Cul-de-sacs in 2020?

1/4/2010 Uncategorized

The end of the year always elicits a relentless outpouring of Top 10 lists.  Since it’s the end of a decade, we’re officially in Top 10 overload with a strong emphasis on obsolescence: obsolete technologies, fashions, professions, etc….  Rather than dwell on the past, it’s more interesting to consider things in the early stages of extinction in order to speculate what might be on those lists in 2020. For example: cul-de-sacs.

Are cul-de-sacs an endangered species? Maybe so according to an article in the NY Times magazine: “Virginia, under Governor Tim Kaine (Democrat), became the first state to severely limit cul-de-sacs from future developments. New rules require that all new subdivisions attain a certain level of “connectivity,” with ample through streets connecting them to other neighborhoods and nearby commercial areas. If subdivisions fail to comply, Virginia won’t provide maintenance and snowplow services, a big disincentive in a state where the government provides 83 percent of road services.” The message is clear: Pony up developers! You can build your beloved cul-de-sacs, but not on our dime! 

To satisfy my curiosity, I had to do a little research on how cul-de-sacs gained traction. Turns out cul-de-sacs can be traced to Ebenezer Howard’s Garden City prototype. The first appeared in the Hampstead Garden suburb in England, albeit in an inchoate form: a short and narrow stick, but minus the lollipop ending.
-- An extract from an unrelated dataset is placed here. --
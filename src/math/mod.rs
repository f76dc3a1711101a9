//! Mathematical utilities: dense linear solves for Yule-Walker systems.

pub mod linear;

pub use linear::*;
Leave it to New Jersey to bring the first cul-de-sacs to the US in 1924 (see master plan for Radner, NJ below).  American developers and the FHA saw cul-de-sacs as an answer to a suburban planning problem, a device for filling in the otherwise undevelopable nooks and crannies in oddly-shaped parcels.  The FHA, though well-intentioned, was actually acting as unwitting enabler, giving developers carte blanche to sprinkle their subdivisions with needless cul-de-sacs, who inevitably did so after discovering they could charge a premium for these lots.
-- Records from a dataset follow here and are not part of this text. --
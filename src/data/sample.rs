//! Synthetic M5-style retail dataset generation.
//!
//! Produces the three raw input tables with the same layout as the real files:
//!
//! - calendar: `date, wm_yr_wk, d, event_name_1, event_type_1, event_name_2, event_type_2, snap_CA`
//! - sales: `id, item_id, dept_id, cat_id, store_id, state_id, d_1..d_n`
//! - prices: `store_id, item_id, wm_yr_wk, sell_price`
//!
//! Daily unit sales are Poisson draws around a per-item level with a weekly
//! shape, a lift on SNAP days, and a closed store on Christmas. Everything is
//! driven by a seeded `StdRng`, so the same config always yields the same data.

use chrono::{Datelike, Duration, NaiveDate};
use polars::prelude::{Column, DataFrame};
use rand::prelude::*;
use rand::rngs::StdRng;
use rand_distr::{Normal, Poisson};

use crate::domain::{schema, Dataset};
use crate::error::AppError;

/// Departments cycled through when naming items.
const DEPARTMENTS: [(&str, &str); 3] = [
    ("HOBBIES_1", "HOBBIES"),
    ("FOODS_1", "FOODS"),
    ("HOUSEHOLD_1", "HOUSEHOLD"),
];

/// Demand multiplier by weekday (Monday first); weekends sell more.
const WEEKLY_SHAPE: [f64; 7] = [0.9, 0.85, 0.85, 0.9, 1.05, 1.25, 1.2];

/// Demand multiplier on SNAP days.
const SNAP_LIFT: f64 = 1.15;

/// Fixed-date events as `(month, day, name, type)`.
const EVENTS: [(u32, u32, &str, &str); 5] = [
    (1, 1, "NewYear", "National"),
    (2, 14, "ValentinesDay", "Cultural"),
    (7, 4, "IndependenceDay", "National"),
    (10, 31, "Halloween", "Cultural"),
    (12, 25, "Christmas", "National"),
];

#[derive(Debug, Clone)]
pub struct SampleConfig {
    /// Number of calendar days (and `d_` columns).
    pub days: usize,
    /// Number of items (sales rows).
    pub items: usize,
    pub store_id: String,
    pub start: NaiveDate,
    pub seed: u64,
}

impl Default for SampleConfig {
    fn default() -> Self {
        Self {
            days: 365,
            items: 10,
            store_id: "CA_1".to_string(),
            start: NaiveDate::from_ymd_opt(2011, 1, 29).unwrap_or_default(),
            seed: 42,
        }
    }
}

/// Generate calendar, sales and price tables for `config`.
pub fn generate_dataset(config: &SampleConfig) -> Result<Dataset, AppError> {
    if config.days == 0 {
        return Err(AppError::new(2, "Sample days must be > 0."));
    }
    if config.items == 0 {
        return Err(AppError::new(2, "Sample items must be > 0."));
    }

    let mut rng = StdRng::seed_from_u64(config.seed);
    let dates: Vec<NaiveDate> = (0..config.days)
        .map(|i| config.start + Duration::days(i as i64))
        .collect();

    let calendar = build_calendar(&dates)?;
    let sales = build_sales(config, &dates, &mut rng)?;
    let prices = build_prices(config, &dates, &mut rng)?;

    Ok(Dataset {
        calendar,
        sales,
        prices: Some(prices),
    })
}

/// `wm_yr_wk` of the `day`-th calendar day: weeks counted from the start.
fn week_id(day: usize) -> i64 {
    11101 + (day / 7) as i64
}

fn event_on(date: NaiveDate) -> Option<(&'static str, &'static str)> {
    EVENTS
        .iter()
        .find(|(m, d, _, _)| date.month() == *m && date.day() == *d)
        .map(|&(_, _, name, kind)| (name, kind))
}

fn is_snap(date: NaiveDate) -> bool {
    date.day() <= 10
}

fn item_id(index: usize) -> String {
    let (dept, _) = DEPARTMENTS[index % DEPARTMENTS.len()];
    format!("{dept}_{:03}", index / DEPARTMENTS.len() + 1)
}

fn frame(columns: Vec<Column>) -> Result<DataFrame, AppError> {
    DataFrame::new(columns)
        .map_err(|e| AppError::new(4, format!("Failed to assemble sample table: {e}")))
}

fn build_calendar(dates: &[NaiveDate]) -> Result<DataFrame, AppError> {
    let events: Vec<Option<(&str, &str)>> = dates.iter().map(|&d| event_on(d)).collect();
    let names: Vec<Option<&str>> = events.iter().map(|e| e.map(|(name, _)| name)).collect();
    let kinds: Vec<Option<&str>> = events.iter().map(|e| e.map(|(_, kind)| kind)).collect();
    let none = vec![None::<&str>; dates.len()];

    frame(vec![
        Column::new(
            schema::DATE.into(),
            dates
                .iter()
                .map(|d| d.format("%Y-%m-%d").to_string())
                .collect::<Vec<_>>(),
        ),
        Column::new(
            "wm_yr_wk".into(),
            (0..dates.len()).map(week_id).collect::<Vec<_>>(),
        ),
        Column::new(
            schema::DAY.into(),
            (1..=dates.len()).map(|i| format!("d_{i}")).collect::<Vec<_>>(),
        ),
        Column::new(schema::EVENT_COLUMNS[0].into(), names),
        Column::new(schema::EVENT_COLUMNS[1].into(), kinds),
        Column::new(schema::EVENT_COLUMNS[2].into(), none.clone()),
        Column::new(schema::EVENT_COLUMNS[3].into(), none),
        Column::new(
            "snap_CA".into(),
            dates.iter().map(|&d| i64::from(is_snap(d))).collect::<Vec<_>>(),
        ),
    ])
}

fn build_sales(
    config: &SampleConfig,
    dates: &[NaiveDate],
    rng: &mut StdRng,
) -> Result<DataFrame, AppError> {
    let n = config.items;
    let state = config
        .store_id
        .split('_')
        .next()
        .unwrap_or(&config.store_id)
        .to_string();

    let item_ids: Vec<String> = (0..n).map(item_id).collect();
    let department = |i: usize| DEPARTMENTS[i % DEPARTMENTS.len()];
    let mut columns = vec![
        Column::new(
            schema::ITEM_ID.into(),
            item_ids
                .iter()
                .map(|item| format!("{item}_{}_validation", config.store_id))
                .collect::<Vec<_>>(),
        ),
        Column::new("item_id".into(), item_ids.clone()),
        Column::new(
            schema::DEPT_ID.into(),
            (0..n).map(|i| department(i).0).collect::<Vec<_>>(),
        ),
        Column::new(
            "cat_id".into(),
            (0..n).map(|i| department(i).1).collect::<Vec<_>>(),
        ),
        Column::new(schema::STORE_ID.into(), vec![config.store_id.as_str(); n]),
        Column::new("state_id".into(), vec![state.as_str(); n]),
    ];

    // Per-item demand level; a few slow movers like the real data.
    let levels: Vec<f64> = (0..n).map(|_| rng.gen_range(0.3..6.0)).collect();

    let mut units: Vec<Vec<i64>> = vec![Vec::with_capacity(n); dates.len()];
    for &level in &levels {
        for (day, date) in dates.iter().enumerate() {
            let closed = matches!(event_on(*date), Some(("Christmas", _)));
            let mut rate = level * WEEKLY_SHAPE[date.weekday().num_days_from_monday() as usize];
            if is_snap(*date) {
                rate *= SNAP_LIFT;
            }
            let sold = if closed {
                0
            } else {
                let poisson = Poisson::new(rate)
                    .map_err(|e| AppError::new(4, format!("Demand distribution error: {e}")))?;
                poisson.sample(rng) as i64
            };
            units[day].push(sold);
        }
    }

    columns.extend(
        units
            .into_iter()
            .enumerate()
            .map(|(day, values)| Column::new(format!("d_{}", day + 1).into(), values)),
    );
    frame(columns)
}

fn build_prices(
    config: &SampleConfig,
    dates: &[NaiveDate],
    rng: &mut StdRng,
) -> Result<DataFrame, AppError> {
    let weeks = (dates.len() - 1) / 7 + 1;
    let noise = Normal::new(0.0, 0.02)
        .map_err(|e| AppError::new(4, format!("Price distribution error: {e}")))?;

    let mut stores = Vec::new();
    let mut items = Vec::new();
    let mut week_ids = Vec::new();
    let mut prices = Vec::new();
    for index in 0..config.items {
        let base: f64 = rng.gen_range(0.5..20.0);
        for week in 0..weeks {
            let price = (base * (1.0 + noise.sample(rng))).max(0.01);
            stores.push(config.store_id.clone());
            items.push(item_id(index));
            week_ids.push(week_id(week * 7));
            prices.push((price * 100.0).round() / 100.0);
        }
    }

    frame(vec![
        Column::new(schema::STORE_ID.into(), stores),
        Column::new("item_id".into(), items),
        Column::new("wm_yr_wk".into(), week_ids),
        Column::new("sell_price".into(), prices),
    ])
}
The impetus for a cul-de-sac ceasefire began with a debunking of the safety effects of non-through streets. Turns out there are no such effects, leading smart growth planners to steadily campaign against them in favor of better connectivity.  But will cul-de-sacs really get the ax? As someone who grew up in a fairly typical suburban neighborhood, I have mixed feelings. (So, too, does NPR’s own Robert Siegel, who half-heartedly defends living on a cul-de-sac in his Virginia home) Gridded urban space requires the occasional idiosyncrasy in street morphology to be interesting or charming or both, but does suburbia?